ACTIVITY:
Beginning with the first line of the data below, extract each line up to and including the one containing "password was wrong.". Copy them exactly and add nothing.
** Opening EXERCISE INPUT block **
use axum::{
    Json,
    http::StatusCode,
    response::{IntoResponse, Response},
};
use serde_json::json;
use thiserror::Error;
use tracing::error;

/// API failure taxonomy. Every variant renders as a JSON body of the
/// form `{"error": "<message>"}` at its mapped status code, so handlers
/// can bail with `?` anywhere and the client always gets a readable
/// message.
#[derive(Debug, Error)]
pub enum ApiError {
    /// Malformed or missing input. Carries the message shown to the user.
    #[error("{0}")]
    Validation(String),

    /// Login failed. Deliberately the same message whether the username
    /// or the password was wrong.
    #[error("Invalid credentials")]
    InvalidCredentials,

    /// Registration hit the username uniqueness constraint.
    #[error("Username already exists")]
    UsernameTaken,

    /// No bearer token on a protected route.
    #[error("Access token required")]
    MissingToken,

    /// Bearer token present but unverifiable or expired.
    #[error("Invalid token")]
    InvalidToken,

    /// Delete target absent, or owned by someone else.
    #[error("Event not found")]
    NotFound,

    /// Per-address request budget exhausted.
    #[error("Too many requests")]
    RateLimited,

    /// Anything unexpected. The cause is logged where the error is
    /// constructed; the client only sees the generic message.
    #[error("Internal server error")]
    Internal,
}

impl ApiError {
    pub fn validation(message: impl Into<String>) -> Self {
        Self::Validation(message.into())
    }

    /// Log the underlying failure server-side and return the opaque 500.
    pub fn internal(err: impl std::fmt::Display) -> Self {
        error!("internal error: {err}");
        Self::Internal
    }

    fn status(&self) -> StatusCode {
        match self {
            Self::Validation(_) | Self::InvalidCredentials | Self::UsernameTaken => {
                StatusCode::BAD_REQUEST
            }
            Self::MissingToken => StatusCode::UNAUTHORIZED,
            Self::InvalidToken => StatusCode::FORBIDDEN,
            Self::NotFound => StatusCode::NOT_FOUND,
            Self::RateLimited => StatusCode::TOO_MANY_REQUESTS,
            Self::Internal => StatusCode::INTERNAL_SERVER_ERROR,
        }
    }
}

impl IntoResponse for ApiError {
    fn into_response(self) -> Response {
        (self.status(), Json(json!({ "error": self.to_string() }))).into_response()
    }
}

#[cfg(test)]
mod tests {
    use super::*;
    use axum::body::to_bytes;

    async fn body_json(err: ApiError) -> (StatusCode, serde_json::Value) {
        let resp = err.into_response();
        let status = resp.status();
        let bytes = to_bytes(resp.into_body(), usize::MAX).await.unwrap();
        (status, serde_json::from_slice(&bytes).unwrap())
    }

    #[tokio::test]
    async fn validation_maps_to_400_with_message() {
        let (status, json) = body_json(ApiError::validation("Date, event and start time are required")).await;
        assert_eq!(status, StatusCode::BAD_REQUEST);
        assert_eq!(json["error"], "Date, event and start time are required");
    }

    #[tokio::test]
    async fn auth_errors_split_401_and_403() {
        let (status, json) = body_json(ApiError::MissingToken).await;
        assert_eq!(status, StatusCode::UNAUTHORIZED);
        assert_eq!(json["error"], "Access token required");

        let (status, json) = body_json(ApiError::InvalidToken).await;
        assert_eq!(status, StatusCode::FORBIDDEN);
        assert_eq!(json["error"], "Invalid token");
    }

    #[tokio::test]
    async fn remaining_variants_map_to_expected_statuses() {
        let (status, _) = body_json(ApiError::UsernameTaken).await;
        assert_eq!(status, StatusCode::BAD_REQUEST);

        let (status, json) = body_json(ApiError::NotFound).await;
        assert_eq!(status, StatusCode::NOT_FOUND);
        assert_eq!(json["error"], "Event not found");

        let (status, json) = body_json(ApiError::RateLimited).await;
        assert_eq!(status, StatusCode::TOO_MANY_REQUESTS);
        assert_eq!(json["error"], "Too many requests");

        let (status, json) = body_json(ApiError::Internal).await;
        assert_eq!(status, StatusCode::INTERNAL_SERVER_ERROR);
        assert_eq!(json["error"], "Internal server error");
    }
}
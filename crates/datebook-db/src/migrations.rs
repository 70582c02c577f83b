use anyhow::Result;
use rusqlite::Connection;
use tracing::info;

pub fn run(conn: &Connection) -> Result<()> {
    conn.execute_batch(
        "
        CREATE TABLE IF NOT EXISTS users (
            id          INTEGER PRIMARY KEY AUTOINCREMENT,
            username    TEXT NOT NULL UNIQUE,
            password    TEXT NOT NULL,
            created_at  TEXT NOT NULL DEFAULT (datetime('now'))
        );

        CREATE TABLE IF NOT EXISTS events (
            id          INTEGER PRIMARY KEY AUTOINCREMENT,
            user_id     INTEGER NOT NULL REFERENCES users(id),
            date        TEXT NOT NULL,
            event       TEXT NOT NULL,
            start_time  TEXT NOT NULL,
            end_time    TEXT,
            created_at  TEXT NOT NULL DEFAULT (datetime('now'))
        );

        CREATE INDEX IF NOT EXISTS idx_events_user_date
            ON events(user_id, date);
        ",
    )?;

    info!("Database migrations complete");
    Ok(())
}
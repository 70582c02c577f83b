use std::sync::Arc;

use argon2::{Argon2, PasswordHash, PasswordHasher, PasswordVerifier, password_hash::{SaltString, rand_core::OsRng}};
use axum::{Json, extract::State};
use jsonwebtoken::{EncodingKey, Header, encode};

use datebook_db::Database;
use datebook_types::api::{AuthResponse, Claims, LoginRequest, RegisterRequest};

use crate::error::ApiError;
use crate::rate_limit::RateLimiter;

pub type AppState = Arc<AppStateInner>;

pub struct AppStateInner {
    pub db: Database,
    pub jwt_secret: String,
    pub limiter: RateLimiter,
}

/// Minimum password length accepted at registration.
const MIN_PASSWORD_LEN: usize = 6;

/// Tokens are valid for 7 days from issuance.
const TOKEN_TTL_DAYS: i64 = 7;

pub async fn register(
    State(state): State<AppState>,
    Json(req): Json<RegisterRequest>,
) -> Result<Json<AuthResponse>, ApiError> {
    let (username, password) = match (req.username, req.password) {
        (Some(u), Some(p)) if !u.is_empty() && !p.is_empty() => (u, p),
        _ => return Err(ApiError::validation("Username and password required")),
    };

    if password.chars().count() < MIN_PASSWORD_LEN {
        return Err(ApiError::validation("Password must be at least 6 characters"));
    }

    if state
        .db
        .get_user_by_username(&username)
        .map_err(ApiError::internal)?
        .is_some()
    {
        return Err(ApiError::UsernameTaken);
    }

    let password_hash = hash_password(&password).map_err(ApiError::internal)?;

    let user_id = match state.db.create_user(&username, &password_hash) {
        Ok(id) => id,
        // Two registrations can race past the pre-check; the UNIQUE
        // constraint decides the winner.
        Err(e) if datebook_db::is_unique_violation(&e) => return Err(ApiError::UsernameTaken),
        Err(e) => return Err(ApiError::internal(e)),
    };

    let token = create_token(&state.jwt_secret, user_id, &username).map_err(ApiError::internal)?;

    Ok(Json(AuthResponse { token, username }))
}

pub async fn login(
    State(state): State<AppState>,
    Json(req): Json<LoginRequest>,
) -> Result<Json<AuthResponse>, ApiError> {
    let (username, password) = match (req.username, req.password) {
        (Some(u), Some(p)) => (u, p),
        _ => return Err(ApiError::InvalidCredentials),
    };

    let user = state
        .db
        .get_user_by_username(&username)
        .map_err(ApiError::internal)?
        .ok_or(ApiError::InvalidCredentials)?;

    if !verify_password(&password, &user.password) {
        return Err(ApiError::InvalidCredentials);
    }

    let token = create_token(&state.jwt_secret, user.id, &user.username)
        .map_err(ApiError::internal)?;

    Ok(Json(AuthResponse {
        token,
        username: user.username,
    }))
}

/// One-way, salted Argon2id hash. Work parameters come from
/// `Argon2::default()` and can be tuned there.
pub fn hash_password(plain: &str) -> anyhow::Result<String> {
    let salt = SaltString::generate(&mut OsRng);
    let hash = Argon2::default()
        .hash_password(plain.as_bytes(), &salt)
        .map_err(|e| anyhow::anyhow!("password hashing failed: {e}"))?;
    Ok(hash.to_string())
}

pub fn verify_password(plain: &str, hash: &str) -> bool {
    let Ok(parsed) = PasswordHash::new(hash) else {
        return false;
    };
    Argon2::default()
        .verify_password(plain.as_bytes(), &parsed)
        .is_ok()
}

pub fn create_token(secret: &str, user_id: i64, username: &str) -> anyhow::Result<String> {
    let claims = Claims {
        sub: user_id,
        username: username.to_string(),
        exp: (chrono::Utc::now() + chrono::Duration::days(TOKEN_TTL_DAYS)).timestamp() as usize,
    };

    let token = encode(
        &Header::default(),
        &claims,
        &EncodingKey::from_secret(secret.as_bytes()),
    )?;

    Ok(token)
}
** Closing EXERCISE INPUT block **
EXERCISE RESULT:
use axum::{
    Json,
    http::StatusCode,
    response::{IntoResponse, Response},
};
use serde_json::json;
use thiserror::Error;
use tracing::error;

/// API failure taxonomy. Every variant renders as a JSON body of the
/// form `{"error": "<message>"}` at its mapped status code, so handlers
/// can bail with `?` anywhere and the client always gets a readable
/// message.
#[derive(Debug, Error)]
pub enum ApiError {
    /// Malformed or missing input. Carries the message shown to the user.
    #[error("{0}")]
    Validation(String),

    /// Login failed. Deliberately the same message whether the username
    /// or the password was wrong.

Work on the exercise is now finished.